─── Given records ───

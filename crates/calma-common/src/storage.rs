/// File-backed key-value store with graceful reads.
///
/// Each key maps to one JSON document at `<dir>/<key>.json`. Reads degrade
/// gracefully: a missing file or an I/O failure logs a warning and returns
/// `None`, and callers fall through to their empty state. Writes replace the
/// whole document atomically — the value is written to a temp file in the
/// same directory and renamed over the target, so readers never observe a
/// partial write.
use std::fs;
use std::io::Write;
use std::path::PathBuf;

use tempfile::NamedTempFile;
use tracing::warn;

use crate::error::CommonError;

pub struct JsonStore {
    dir: PathBuf,
}

impl JsonStore {
    /// Open a store rooted at `dir`, creating the directory if needed.
    pub fn open(dir: impl Into<PathBuf>) -> Result<Self, CommonError> {
        let dir = dir.into();
        fs::create_dir_all(&dir).map_err(|source| CommonError::Storage {
            key: dir.display().to_string(),
            source,
        })?;
        Ok(Self { dir })
    }

    /// Read the raw document stored under `key`. Returns `None` if the key
    /// has never been written or the file cannot be read.
    pub fn read(&self, key: &str) -> Option<String> {
        let path = self.path_for(key);
        if !path.exists() {
            return None;
        }
        fs::read_to_string(&path)
            .inspect_err(|e| warn!(error = %e, key, "store read failed"))
            .ok()
    }

    /// Replace the document stored under `key` with `value`.
    pub fn write(&self, key: &str, value: &str) -> Result<(), CommonError> {
        let storage_err = |source| CommonError::Storage {
            key: key.to_string(),
            source,
        };

        let mut tmp = NamedTempFile::new_in(&self.dir).map_err(storage_err)?;
        tmp.write_all(value.as_bytes()).map_err(storage_err)?;
        tmp.persist(self.path_for(key))
            .map_err(|e| storage_err(e.error))?;
        Ok(())
    }

    /// Whether a document exists under `key`, without reading it.
    pub fn contains(&self, key: &str) -> bool {
        self.path_for(key).exists()
    }

    fn path_for(&self, key: &str) -> PathBuf {
        self.dir.join(format!("{key}.json"))
    }
}

#[cfg(test)]
mod tests {
    use super::*;

    #[test]
    fn read_missing_key_is_none() {
        let dir = tempfile::tempdir().unwrap();
        let store = JsonStore::open(dir.path()).unwrap();
        assert_eq!(store.read("nunca_escrito"), None);
        assert!(!store.contains("nunca_escrito"));
    }

    #[test]
    fn write_then_read_round_trips() {
        let dir = tempfile::tempdir().unwrap();
        let store = JsonStore::open(dir.path()).unwrap();
        store.write("clave", r#"{"a":1}"#).unwrap();
        assert_eq!(store.read("clave").as_deref(), Some(r#"{"a":1}"#));
        assert!(store.contains("clave"));
    }

    #[test]
    fn write_replaces_previous_value() {
        let dir = tempfile::tempdir().unwrap();
        let store = JsonStore::open(dir.path()).unwrap();
        store.write("clave", "primero").unwrap();
        store.write("clave", "segundo").unwrap();
        assert_eq!(store.read("clave").as_deref(), Some("segundo"));
    }

    #[test]
    fn open_creates_nested_directory() {
        let dir = tempfile::tempdir().unwrap();
        let nested = dir.path().join("a/b");
        let store = JsonStore::open(&nested).unwrap();
        store.write("clave", "valor").unwrap();
        assert!(nested.join("clave.json").exists());
    }
}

───

The answer must be all the lines above that hold the word "Result".

    pub fn open(dir: impl Into<PathBuf>) -> Result<Self, CommonError> {
    pub fn write(&self, key: &str, value: &str) -> Result<(), CommonError> {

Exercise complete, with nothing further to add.